As a long-only investor in public equities, Cedar Rock focuses on identifying high-quality businesses with the ability to sustain a high unleveraged return on capital. We seek businesses that have easy-to-understand opportunities to grow while generating high returns on the capital required for growth. If we’re satisfied that a business is sound and that its managers share our enthusiasm for returns as well as growth, this can give us the confidence to invest for the long term.
Our preferred combination of quality, value and managerial skill and probity is difficult to find; we only own about 20 stocks around the world at any moment, and our average annual rate of portfolio turnover has been well under 10% for nearly two decades. In effect, we subcontract our capital to the boards and managers of the companies in which we invest. For our portfolio to compound in value over the long term, our companies must continue to find ways to grow while generating high unleveraged returns on capital.
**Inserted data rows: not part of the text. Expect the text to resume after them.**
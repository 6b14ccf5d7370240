//! Shared test utilities available to both unit and integration tests.
//!
//! Enabled via `#[cfg(test)]` (unit tests) or the `testkit` feature
//! (integration tests).
//!
//! # Modules
//!
//! - [`catalog`] - `StubCatalog`, an in-process catalog service on a random port.
//! - [`domain`] - Builders for categories and products.
//! - [`config`] - Storefront configuration pointing at a stub catalog.

#![allow(clippy::unwrap_used, clippy::missing_panics_doc)]

pub mod catalog;
pub mod config;
pub mod domain;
It helps to start with great businesses and talented managers we know and trust. It helps also to check that their financial incentives are consistent with the potential compounding of our wealth. Three principles on incentive pay underpin our investment philosophy.
- Managers should act like owners.
- Managers should be encouraged to balance growth and returns.
- Managers should be paid for what they manage.
These principles, or something like them, are rarely the norm when it comes to remuneration practices in public companies. In fact, taken together, they collide with key features of just about every remuneration policy we’ve come across. Despite this, we remain disciplined in our approach to identifying businesses with these characteristics. We use these principles to try and align managers’ incentives and remuneration committees’ methods and measures with our desire for sustainable compounding of investment returns. We believe, in the long run, return on capital is an important component of shareholder value creation. As stated, we think sustainable compounding comes from the pursuit of both growth and high rates of return on capital (or growth not at the expense of return on capital).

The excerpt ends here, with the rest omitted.